An earlier February audit found a strikingly low number of appealed cases from 2013 to 2015 were actually upheld — 263 of 3,460, about 8 percent. About 45 percent of appealed cases were dismissed.
“So flip that around, a whopping 92 percent of people accused of fraud didn’t do anything wrong,” said Jennifer Lord, a Royal Oak attorney working on a lawsuit filed against the agency in the state court of claims. “This fraud program is actually a profit center.”
Lord said she believes the agency mistakenly assessed much of the money it levied against people from 2013 to 2015, though officials with the agency said they could not readily confirm how much was actually collected.

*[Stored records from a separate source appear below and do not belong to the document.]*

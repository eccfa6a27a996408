//! CLI subcommands

pub mod auth;
pub mod completions;
pub mod config;
pub mod status;
pub mod sync;

use std::path::{Path, PathBuf};

use anyhow::{bail, Result};
use tracing::debug;

use flickrsync_core::config::Config;

use crate::output::{get_formatter, OutputFormat, OutputFormatter};

/// Settings shared by every subcommand
#[derive(Debug, Clone)]
pub struct CliContext {
    pub format: OutputFormat,
    pub config_path: PathBuf,
    pub quiet: bool,
}

impl CliContext {
    pub fn new(format: OutputFormat, config_path: PathBuf, quiet: bool) -> Self {
        Self {
            format,
            config_path,
            quiet,
        }
    }

    pub fn is_json(&self) -> bool {
        self.format == OutputFormat::Json
    }

    pub fn formatter(&self) -> Box<dyn OutputFormatter> {
        get_formatter(self.is_json(), self.quiet)
    }

    pub fn config_path(&self) -> &Path {
        &self.config_path
    }

    /// Loads the config file, or the defaults if there is none
    ///
    /// A file that exists but cannot be parsed is an error.
    pub fn load_config(&self) -> Result<Config> {
        if self.config_path.exists() {
            Config::load(&self.config_path)
        } else {
            debug!(config_path = %self.config_path.display(), "No config file, using defaults");
            Ok(Config::default())
        }
    }

    /// Loads the config and fails if it does not validate
    pub fn load_valid_config(&self) -> Result<Config> {
        let config = self.load_config()?;
        let errors = config.validate();
        if !errors.is_empty() {
            let details: Vec<String> = errors.iter().map(|e| e.to_string()).collect();
            bail!(
                "Invalid configuration ({}): {}",
                self.config_path.display(),
                details.join("; ")
            );
        }
        Ok(config)
    }
}

#[cfg(test)]
mod tests {
    use super::*;

    fn ctx(path: PathBuf) -> CliContext {
        CliContext::new(OutputFormat::Human, path, false)
    }

    #[test]
    fn test_missing_config_file_gives_defaults() {
        let dir = tempfile::tempdir().unwrap();
        let config = ctx(dir.path().join("none.yaml")).load_config().unwrap();
        assert_eq!(config.flickr.request_delay_ms, 1000);
    }

    #[test]
    fn test_unparseable_config_file_is_an_error() {
        let dir = tempfile::tempdir().unwrap();
        let path = dir.path().join("config.yaml");
        std::fs::write(&path, "sync: [not, a, map]").unwrap();
        assert!(ctx(path).load_config().is_err());
    }

    #[test]
    fn test_load_valid_config_reports_fields() {
        let dir = tempfile::tempdir().unwrap();
        let path = dir.path().join("config.yaml");
        std::fs::write(
            &path,
            format!("sync:\n  root: {}\n", dir.path().display()),
        )
        .unwrap();

        let err = ctx(path).load_valid_config().unwrap_err().to_string();
        assert!(err.contains("flickr.api_key"));
        assert!(!err.contains("sync.root"));
    }

    #[test]
    fn test_load_valid_config_accepts_complete_file() {
        let dir = tempfile::tempdir().unwrap();
        let path = dir.path().join("config.yaml");
        std::fs::write(
            &path,
            format!(
                "sync:\n  root: {root}\ndatabase:\n  path: {root}/db.sqlite\nflickr:\n  api_key: k\n  api_secret: s\n",
                root = dir.path().display()
            ),
        )
        .unwrap();

        let config = ctx(path).load_valid_config().unwrap();
        assert_eq!(config.flickr.api_key, "k");
    }
}
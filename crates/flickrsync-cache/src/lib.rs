//! flickrsync Cache - Local record persistence
//!
//! SQLite-based record of:
//! - Photos already uploaded to Flickr (path → photo id, album)
//! - Albums created by flickrsync (name → album id)
//!
//! ## Architecture
//!
//! This crate implements the `IRecordStore` port from `flickrsync-core`
//! using SQLite as the storage backend. It is a driven (secondary) adapter
//! in the hexagonal architecture.
//!
//! ## Key Components
//!
//! - [`DatabasePool`] - Connection pool with migration support
//! - [`SqliteRecordStore`] - `IRecordStore` implementation
//! - [`CacheError`] - Error types for cache operations
//!
//! ## Usage
//!
//! ```no_run
//! use std::path::Path;
//! use flickrsync_cache::{DatabasePool, SqliteRecordStore};
//!
//! # async fn example() -> anyhow::Result<()> {
//! let pool = DatabasePool::new(Path::new("/home/user/.local/share/flickrsync/flickrsync.db")).await?;
//! let store = SqliteRecordStore::new(pool.pool().clone());
//! // Use store as IRecordStore...
//! pool.close().await;
//! # Ok(())
//! # }
//! ```

pub mod pool;
pub mod repository;

pub use pool::DatabasePool;
pub use repository::SqliteRecordStore;

/// Errors that can occur during cache operations
#[derive(Debug, thiserror::Error)]
pub enum CacheError {
    /// Failed to establish a database connection
    #[error("Connection failed: {0}")]
    ConnectionFailed(String),

    /// A database query failed
    #[error("Query failed: {0}")]
    QueryFailed(String),

    /// Schema migration failed
    #[error("Migration failed: {0}")]
    MigrationFailed(String),

    /// The targeted record does not exist
    #[error("Record not found: {0}")]
    NotFound(String),

    /// A stored row could not be converted back into a domain type
    #[error("Invalid stored record: {0}")]
    InvalidRecord(String),
}

impl From<sqlx::Error> for CacheError {
    fn from(e: sqlx::Error) -> Self {
        CacheError::QueryFailed(e.to_string())
    }
}
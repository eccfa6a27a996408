//! Photo and album records
//!
//! The record store keeps one [`PhotoRecord`] per uploaded photo. Albums are
//! stored as bare `(album_id, name)` rows and looked up by name.

use serde::{Deserialize, Serialize};

use super::newtypes::{AlbumId, PhotoId, PhotoPath};

/// A photo that has been uploaded and recorded
///
/// A record exists if and only if an upload of `path` succeeded and its
/// deletion has not yet succeeded. `album_id` stays `None` until album
/// assignment for the photo has been recorded.
#[derive(Debug, Clone, PartialEq, Eq, Serialize, Deserialize)]
pub struct PhotoRecord {
    /// Local identifier of the photo
    pub path: PhotoPath,
    /// Flickr photo id
    pub photo_id: PhotoId,
    /// Album the photo was filed into, if any
    pub album_id: Option<AlbumId>,
}

/// Where a photo belongs, derived from its path
#[derive(Debug, Clone, PartialEq, Eq)]
pub struct AlbumPlacement {
    /// Album title (the photo's directory relative to the library root)
    pub album: String,
    /// Bare file name of the photo
    pub file_name: String,
}

/// Outcome of adding a photo to an existing album
///
/// Flickr reports "Photo already in set" as an API error; the gateway maps it
/// to `AlreadyMember` so callers can treat it as success.
#[derive(Debug, Clone, Copy, PartialEq, Eq)]
pub enum AlbumMembership {
    /// The photo was added to the album
    Added,
    /// The photo was already a member of the album
    AlreadyMember,
}
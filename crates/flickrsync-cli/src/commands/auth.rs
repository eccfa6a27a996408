//! Auth commands - Login, Logout, and Status for Flickr authorization
//!
//! Provides the `flickrsync auth` CLI subcommands which:
//! 1. `login`  - Runs the out-of-band OAuth 1.0a flow: opens the authorize
//!    page, reads the verifier code from stdin and stores the access token
//!    in the token file.
//! 2. `logout` - Removes the token file.
//! 3. `status` - Shows whether a token is stored and whether Flickr accepts it.

use anyhow::{bail, Context, Result};
use clap::Subcommand;
use tokio::io::{AsyncBufReadExt, BufReader};
use tracing::{info, warn};

use flickrsync_core::config::Config;
use flickrsync_flickr::auth::{check_login, AuthorizationFlow, TokenFileStorage};
use flickrsync_flickr::rate_limit::RequestPacer;
use flickrsync_flickr::{ConsumerCredentials, FlickrClient};

use super::CliContext;
use crate::output::OutputFormatter;

#[derive(Debug, Subcommand)]
pub enum AuthCommand {
    /// Authorize flickrsync to manage your Flickr photos
    Login {
        /// Print the authorization URL instead of opening a browser
        #[arg(long)]
        no_browser: bool,
    },
    /// Remove the stored access token
    Logout,
    /// Check authorization status
    Status,
}

impl AuthCommand {
    pub async fn execute(&self, ctx: &CliContext) -> Result<()> {
        let fmt = ctx.formatter();
        match self {
            AuthCommand::Login { no_browser } => self.execute_login(ctx, *no_browser, &*fmt).await,
            AuthCommand::Logout => self.execute_logout(ctx, &*fmt).await,
            AuthCommand::Status => self.execute_status(ctx, &*fmt).await,
        }
    }

    /// Execute the login flow:
    /// 1. Load config to get the API key and secret
    /// 2. Obtain a request token and open the authorize page
    /// 3. Read the verifier code shown by Flickr
    /// 4. Exchange it for an access token and store it
    async fn execute_login(
        &self,
        ctx: &CliContext,
        no_browser: bool,
        fmt: &dyn OutputFormatter,
    ) -> Result<()> {
        // Step 1: Load config
        let config = ctx.load_config()?;
        let consumer = consumer_credentials(&config)?;

        // Step 2: Request token and authorize URL
        let flow = AuthorizationFlow::new(consumer);
        let pending = flow
            .start()
            .await
            .context("Failed to start Flickr authorization")?;
        info!("Obtained request token");

        eprintln!("Open this URL to authorize flickrsync:");
        eprintln!();
        eprintln!("    {}", pending.authorize_url);
        eprintln!();
        if !no_browser {
            if let Err(e) = webbrowser::open(&pending.authorize_url) {
                warn!(error = %e, "Could not open a browser");
            }
        }

        // Step 3: Verifier code
        eprint!("Enter the code Flickr shows you: ");
        let mut verifier = String::new();
        BufReader::new(tokio::io::stdin())
            .read_line(&mut verifier)
            .await
            .context("Failed to read verifier code")?;

        // Step 4: Access token
        let account = flow
            .complete(&pending, &verifier)
            .await
            .context("Flickr rejected the verifier code")?;

        let storage = TokenFileStorage::new(&config.auth.token_file);
        storage
            .store(&account.token)
            .context("Failed to store access token")?;

        let username = account.username.as_deref().unwrap_or("unknown user");
        if ctx.is_json() {
            fmt.print_json(&serde_json::json!({
                "authorized": true,
                "username": account.username,
                "user_nsid": account.user_nsid,
                "token_file": storage.path().display().to_string(),
            }));
        } else {
            fmt.success(&format!("Authorized as {username}"));
            fmt.info(&format!("Token stored in {}", storage.path().display()));
        }

        Ok(())
    }

    /// Execute logout: delete the token file
    async fn execute_logout(&self, ctx: &CliContext, fmt: &dyn OutputFormatter) -> Result<()> {
        let config = ctx.load_config()?;
        let storage = TokenFileStorage::new(&config.auth.token_file);

        if storage.clear()? {
            info!(path = %storage.path().display(), "Logged out");
            fmt.success("Logged out successfully");
            fmt.info(&format!("Removed {}", storage.path().display()));
        } else {
            fmt.info("No stored token. Nothing to log out.");
        }

        Ok(())
    }

    /// Execute status check:
    /// 1. Load the token file
    /// 2. Ask Flickr who the token belongs to
    async fn execute_status(&self, ctx: &CliContext, fmt: &dyn OutputFormatter) -> Result<()> {
        let config = ctx.load_config()?;
        let storage = TokenFileStorage::new(&config.auth.token_file);

        let Some(token) = storage.load()? else {
            if ctx.is_json() {
                fmt.print_json(&serde_json::json!({
                    "authorized": false,
                    "token_file": storage.path().display().to_string(),
                }));
            } else {
                fmt.info("Authorization status: Not configured");
                fmt.info("Run 'flickrsync auth login' to authorize");
            }
            return Ok(());
        };

        let consumer = consumer_credentials(&config)?;
        let client = FlickrClient::new(consumer, token)
            .with_pacer(RequestPacer::from_millis(config.flickr.request_delay_ms));

        let (valid, user, problem) = match check_login(&client).await {
            Ok(user) => (true, Some(user), None),
            Err(e) => (false, None, Some(format!("{e:#}"))),
        };

        if ctx.is_json() {
            fmt.print_json(&serde_json::json!({
                "authorized": valid,
                "user_id": user.as_ref().map(|u| u.id.clone()),
                "username": user.as_ref().map(|u| u.username.clone()),
                "token_file": storage.path().display().to_string(),
                "error": problem,
            }));
        } else if let Some(user) = user {
            fmt.success(&format!("Authorized as {} ({})", user.username, user.id));
            fmt.info(&format!("Token file: {}", storage.path().display()));
        } else {
            fmt.error(&format!(
                "Stored token was not accepted: {}",
                problem.unwrap_or_default()
            ));
            fmt.info("Run 'flickrsync auth login' to authorize again");
        }

        Ok(())
    }
}

fn consumer_credentials(config: &Config) -> Result<ConsumerCredentials> {
    if config.flickr.api_key.trim().is_empty() || config.flickr.api_secret.trim().is_empty() {
        bail!("flickr.api_key and flickr.api_secret must be set in the config file");
    }
    Ok(ConsumerCredentials::new(
        &config.flickr.api_key,
        &config.flickr.api_secret,
    ))
}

But while Rep. McBroom said the issue “dominates our constituent services,” he’s not sure that means all of the cases not upheld as issued by the computer were necessarily inaccurate or wrongful fraud charges.
“It’s possible from what I’ve seen,” McBroom said. “I certainly hope it’s not true.”
In 2015, the U.S. Department of Labor ordered the agency to have real people review fraud determinations and also ordered the agency to review some of the adjudications made by the computer system, or risk losing $100 million a year in administrative funding. That’s the cost of running the program.
But agency director Sharon Moffett-Massey said the system was working as it was designed.
“It was making a decision based on the best information, the same as staff,” Moffett-Massey said. “I do not feel there was a problem.”
Democratic U.S. Rep. Sander Levin sent a letter to Gov. Rick Snyder on April 25, urging the agency to review more than 60,000 computer-determined fraud adjudications, in addition to the portion of appealed cases the agency reviewed in fall 2015, the letter said.
The audit and some lawyers say that often those charged never receive notifications and so don’t have a chance to appeal.
When the old system detected any discrepancies between information entered by an employer and an employee, it automatically determined the employee to have intentionally entered misinformation, the April audit said. Those individuals are then barred from receiving a free legal advocate through the state.
Lawyers for the Detroit-based Sugar Law Center for Economic and Social Justice argue that the state’s unemployment insurance system has deprived “thousands of Michigan’s unemployment insurance claimants ... their fundamental rights under the constitution and under the social security act,” a 2015 court document said.
The center filed a suit in 2015 in the U.S. District Court in Detroit on behalf of the United Auto Workers union and seven people, alleging the agency was violating applicants’ rights and filing unjustified fraud charges “without any factual basis,” the 2015 court document said.
Tony Paris, a lead attorney with the center, said they’re currently waiting to hear the court’s determination on a state motion to dismiss the suit, after the court denied one such motion.